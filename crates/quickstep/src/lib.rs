//! # quickstep
//!
//! Engine-backed transform loader and minify plugin for bundler hosts.
//!
//! quickstep plugs a fast external source-transform engine into a host's
//! build pipeline at two points: [`TransformLoader`] transforms single
//! modules on their way into the build, and [`MinifyPlugin`] minifies every
//! `.js` asset of the finished bundle in place. Both read the one engine
//! handle installed on the compiler; neither transforms anything itself.
//!
//! The host surface (compiler, compilation, hooks, asset store) lives in
//! `quickstep-pipeline`; the engine contract lives in `quickstep-engine`.
//! Both are re-exported here.
//!
//! ## Quick Start
//!
//! Install an engine on the compiler, apply the plugin, run a build:
//!
//! ```no_run
//! use quickstep::{MinifyOptions, MinifyPlugin};
//! use quickstep_pipeline::{Compilation, Compiler};
//! use std::sync::Arc;
//! # use quickstep_engine::{TransformEngine, TransformError, TransformOptions, TransformOutput};
//! # #[derive(Debug)]
//! # struct MyEngine;
//! # #[async_trait::async_trait]
//! # impl TransformEngine for MyEngine {
//! #     async fn transform(
//! #         &self,
//! #         source: &str,
//! #         _options: &TransformOptions,
//! #     ) -> Result<TransformOutput, TransformError> {
//! #         Ok(TransformOutput::new(source))
//! #     }
//! # }
//!
//! # #[tokio::main]
//! # async fn main() -> Result<(), Box<dyn std::error::Error>> {
//! let mut compiler = Compiler::default();
//! compiler.set_engine(Arc::new(MyEngine));
//! MinifyPlugin::new(MinifyOptions::new().target("es2015")).apply(&mut compiler);
//!
//! let mut compilation = Compilation::modern();
//! // ... the host seeds compilation.assets ...
//! let ctx = compiler.run_compilation(&mut compilation)?;
//! compilation.process_assets(&ctx).await?;
//! # Ok(()) }
//! ```
//!
//! ## Per-module loading
//!
//! [`TransformLoader`] implements the host's [`Loader`] contract and is
//! driven through [`run_loader`] with a completion callback:
//!
//! ```no_run
//! use quickstep::{LoaderOptions, ModuleType, SharedTransformEngine, TransformLoader};
//! use quickstep_pipeline::{LoaderContext, run_loader};
//! use std::path::Path;
//! use std::sync::Arc;
//! # use quickstep_engine::{TransformEngine, TransformError, TransformOptions, TransformOutput};
//! # #[derive(Debug)]
//! # struct MyEngine;
//! # #[async_trait::async_trait]
//! # impl TransformEngine for MyEngine {
//! #     async fn transform(
//! #         &self,
//! #         source: &str,
//! #         _options: &TransformOptions,
//! #     ) -> Result<TransformOutput, TransformError> {
//! #         Ok(TransformOutput::new(source))
//! #     }
//! # }
//!
//! # #[tokio::main]
//! # async fn main() {
//! let loader = TransformLoader::new(LoaderOptions::new().loader(ModuleType::Tsx));
//! let engine: SharedTransformEngine = Arc::new(MyEngine);
//!
//! let ctx = LoaderContext::new(Path::new("src/app.tsx"))
//!     .source_map(true)
//!     .engine(&engine);
//! run_loader(&loader, "const n: number = 1;", &ctx, |result| {
//!     // hand code and map back to the host
//! #     let _ = result;
//! })
//! .await;
//! # }
//! ```

pub mod error;
pub mod loader;
pub mod minify;
pub mod options;

pub use error::{Error, Result};
pub use loader::{DEFAULT_TARGET, TransformLoader};
pub use minify::{MinifyPlugin, PLUGIN_NAME};
pub use options::{LoaderOptions, MinifyOptions};

// Re-export the engine contract and the host surface so most users need
// only this crate.
pub use quickstep_engine::{
    ModuleType, SharedTransformEngine, SourceMap, TransformEngine, TransformError,
    TransformOptions, TransformOutput,
};
pub use quickstep_pipeline::{
    Compilation, Compiler, CompilerOptions, Loader, LoaderContext, run_loader,
};
//! The constant index: every known constant across the project.
//!
//! # Architecture
//!
//! ```text
//! ┌─────────────────────┐     ┌─────────────────────┐
//! │     record.rs       │     │     rebuild.rs      │
//! │  ─────────────────  │     │  ─────────────────  │
//! │  Records, decl      │     │  Resumable full     │
//! │  descriptors, value │     │  rebuild, one unit  │
//! │  normalization      │     │  per step           │
//! └──────────┬──────────┘     └──────────┬──────────┘
//!            │                           │
//!            └───────────┬───────────────┘
//!                        ▼
//!            ┌─────────────────────┐
//!            │  constant_index.rs  │
//!            │  ─────────────────  │
//!            │  Per-unit storage,  │
//!            │  update, resolve    │
//!            └─────────────────────┘
//! ```
//!
//! # Example
//!
//! ```
//! use constviz_core::config::ConstvizConfig;
//! use constviz_core::extract::{DeclarationSource, SourceUnit};
//! use constviz_core::index::ConstantIndex;
//!
//! let unit = SourceUnit::new(
//!     "Limits.cs",
//!     DeclarationSource::CSharp,
//!     "namespace Acme { class Limits { public const int MAX = 10; } }",
//! );
//!
//! let mut index = ConstantIndex::new();
//! index.rebuild_all(vec![unit], &ConstvizConfig::default()).unwrap();
//!
//! assert_eq!(index.resolve("MAX", "Limits", "Other.cs"), Some("10"));
//! ```

pub mod constant_index;
pub mod rebuild;
pub mod record;

pub use constant_index::{ConstantIndex, IndexState, SkipReason, UnitOutcome};
pub use rebuild::{RebuildJob, RebuildStep, RebuildSummary, StepResult};
pub use record::{normalize_value, ConstantRecord, DeclarationDescriptor};
//! Configuration loading from constviz.toml.

use anyhow::{Context, Result};
use serde::Deserialize;
use std::{fs, path::Path};

use crate::error::ConstvizError;
use crate::extract::DeclarationSource;

/// Name of the configuration file looked up at the project root.
pub const CONFIG_FILE_NAME: &str = "constviz.toml";

/// Main configuration structure for constviz.toml.
#[derive(Debug, Deserialize, Default, Clone, PartialEq, Eq)]
#[serde(default)]
pub struct ConstvizConfig {
    /// Which source languages to extract constants from.
    pub languages: LanguageConfig,
    /// Logging verbosity.
    pub logging: LoggingConfig,
    /// Project scanning options.
    pub scan: ScanConfig,
}

/// Language toggles.
#[derive(Debug, Deserialize, Clone, PartialEq, Eq)]
#[serde(default)]
pub struct LanguageConfig {
    /// Process `.cs` files.
    pub csharp: bool,
    /// Process `.vb` files.
    pub visual_basic: bool,
}

impl Default for LanguageConfig {
    fn default() -> Self {
        Self {
            csharp: true,
            visual_basic: false,
        }
    }
}

/// Logging configuration.
#[derive(Debug, Deserialize, Default, Clone, PartialEq, Eq)]
#[serde(default)]
pub struct LoggingConfig {
    /// Enable debug-level diagnostics.
    pub advanced: bool,
}

/// Scan configuration.
#[derive(Debug, Deserialize, Default, Clone, PartialEq, Eq)]
#[serde(default)]
pub struct ScanConfig {
    /// Extra directory names to skip while scanning.
    pub exclude: Vec<String>,
}

impl ConstvizConfig {
    /// Whether extraction should run for the given language.
    pub fn is_enabled(&self, source: DeclarationSource) -> bool {
        match source {
            DeclarationSource::CSharp => self.languages.csharp,
            DeclarationSource::VisualBasic => self.languages.visual_basic,
        }
    }

    /// Parse a configuration from TOML text.
    pub fn from_toml_str(content: &str) -> Result<Self> {
        toml::from_str(content).context("Invalid constviz.toml")
    }
}

/// Loads configuration from constviz.toml if it exists.
pub fn load_config(root: &Path) -> Result<Option<ConstvizConfig>> {
    let path = root.join(CONFIG_FILE_NAME);
    if !path.exists() {
        return Ok(None);
    }

    let content = fs::read_to_string(&path)
        .with_context(|| format!("Failed to read {}", path.display()))?;
    let cfg = toml::from_str(&content)
        .map_err(|e| ConstvizError::config(&path, e.message().to_string()))?;
    Ok(Some(cfg))
}
//! constviz CLI - shows the values of C# and Visual Basic constants where
//! they are used.
//!
//! Features:
//! - Indexes every `.cs` / `.vb` file under a project root
//! - Annotates the lines of selected files with resolved constant values
//! - Plain text or JSON output
//! - Rayon-powered parallel annotation

use anyhow::{Context, Result};
use clap::Parser;
use rayon::prelude::*;
use std::fs;
use std::path::{Path, PathBuf};

use constviz_core::{
    init_structured_logging, log_error, log_info, log_warn, print_annotations_plain, print_json,
    print_records_plain, print_summary_plain, report::FileLineReport, ConstantIndex,
    ConstantRecord, Constviz, LineAnnotator,
};

#[derive(Parser, Debug)]
#[command(author, version, about = "Show constant values for C# and Visual Basic code")]
pub struct Cli {
    /// Path to the root of the project
    #[arg(default_value = ".")]
    path: String,

    /// Source file whose lines should be annotated (repeatable)
    #[arg(long = "file", value_name = "FILE")]
    files: Vec<String>,

    /// Output results in JSON format
    #[arg(long)]
    json: bool,

    /// List every indexed constant
    #[arg(long)]
    list: bool,

    /// Also index Visual Basic files
    #[arg(long)]
    vb: bool,

    /// Do not index C# files
    #[arg(long)]
    no_csharp: bool,

    /// Directory names to skip while scanning (repeatable)
    #[arg(long, value_name = "DIR")]
    exclude: Vec<String>,
}

impl Cli {
    fn builder(&self, root: &Path) -> Constviz {
        let mut builder = Constviz::new(root).exclude_dirs(self.exclude.iter().cloned());
        if self.vb {
            builder = builder.visual_basic(true);
        }
        if self.no_csharp {
            builder = builder.csharp(false);
        }
        builder
    }
}

/// Annotates every line of `path`, keeping only lines with annotations.
fn annotate_file(index: &ConstantIndex, path: &Path) -> Result<Vec<FileLineReport>> {
    let text = fs::read_to_string(path)
        .with_context(|| format!("Failed to read {}", path.display()))?;
    let source_id = path.to_string_lossy().to_string();
    let annotator = LineAnnotator::new(index);

    Ok(text
        .lines()
        .enumerate()
        .filter_map(|(i, line)| {
            let annotations = annotator.annotate(line, &source_id);
            (!annotations.is_empty()).then(|| FileLineReport {
                file: source_id.clone(),
                line: i + 1,
                annotations,
            })
        })
        .collect())
}

fn main() -> Result<()> {
    std::panic::set_hook(Box::new(|info| {
        eprintln!("[PANIC] constviz internal error: {}", info);
        eprintln!("[PANIC] The process will exit safely with code 2.");
        std::process::exit(2);
    }));

    let cli = Cli::parse();
    run(&cli).inspect_err(|e| log_error(&format!("{:#}", e)))
}

fn run(cli: &Cli) -> Result<()> {
    // Index ids are canonical paths so --file arguments line up with them.
    let root: PathBuf = fs::canonicalize(&cli.path)
        .with_context(|| format!("Failed to resolve project root: {}", cli.path))?;
    let builder = cli.builder(&root);

    let config = builder.resolve_config()?;
    init_structured_logging(config.logging.advanced);

    log_info(&format!("Indexing {}", root.display()));
    let project = builder.with_config(config).index()?;
    for (source, message) in &project.summary.failed_units {
        log_warn(&format!("{}: {}", source, message));
    }

    let files: Vec<PathBuf> = cli
        .files
        .iter()
        .map(|f| fs::canonicalize(f).with_context(|| format!("Failed to resolve file: {}", f)))
        .collect::<Result<_>>()?;

    let lines: Vec<FileLineReport> = files
        .par_iter()
        .map(|path| annotate_file(&project.index, path))
        .collect::<Result<Vec<_>>>()?
        .into_iter()
        .flatten()
        .collect();

    let records: Vec<&ConstantRecord> = project.index.records().collect();

    if cli.json {
        print_json(&project.summary, cli.list.then_some(records.as_slice()), &lines);
        return Ok(());
    }

    print_summary_plain(&project.summary);
    if cli.list {
        print_records_plain(&records);
    }
    if !files.is_empty() {
        print_annotations_plain(&lines);
    }
    Ok(())
}

#[cfg(test)]
mod tests {
    use super::*;
    use constviz_core::{ConstvizConfig, DeclarationSource, SourceUnit};

    #[test]
    fn test_flags_map_to_builder() {
        let cli = Cli::try_parse_from(["constviz", "proj", "--vb", "--no-csharp", "--exclude", "Legacy"])
            .unwrap();
        let config = cli
            .builder(Path::new("/nonexistent"))
            .with_config(ConstvizConfig::default())
            .resolve_config()
            .unwrap();
        assert!(config.languages.visual_basic);
        assert!(!config.languages.csharp);
        assert_eq!(config.scan.exclude, vec!["Legacy"]);
    }

    #[test]
    fn test_annotate_file_reports_lines() {
        let mut index = ConstantIndex::new();
        index
            .rebuild_all(
                vec![SourceUnit::new(
                    "Limits.cs",
                    DeclarationSource::CSharp,
                    "class Limits { const int MAX = 10; }",
                )],
                &ConstvizConfig::default(),
            )
            .unwrap();

        let path = std::env::temp_dir().join(format!("constviz_cli_{}.cs", std::process::id()));
        fs::write(&path, "class P\n{\n    int x = Limits.MAX;\n}\n").unwrap();
        let lines = annotate_file(&index, &path).unwrap();
        fs::remove_file(&path).ok();

        assert_eq!(lines.len(), 1);
        assert_eq!(lines[0].line, 3);
        assert_eq!(lines[0].annotations[0].display, "10");
        assert!(annotate_file(&index, Path::new("/nonexistent/P.cs")).is_err());
    }
}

WHAT THE EXERCISE ASKS: Show every line from the listing above in which the string "collect" appears.

ANSWER TO THE EXERCISE:
        .collect())
        .collect::<Result<_>>()?;
        .collect::<Result<Vec<_>>>()?
        .collect();
    let records: Vec<&ConstantRecord> = project.index.records().collect();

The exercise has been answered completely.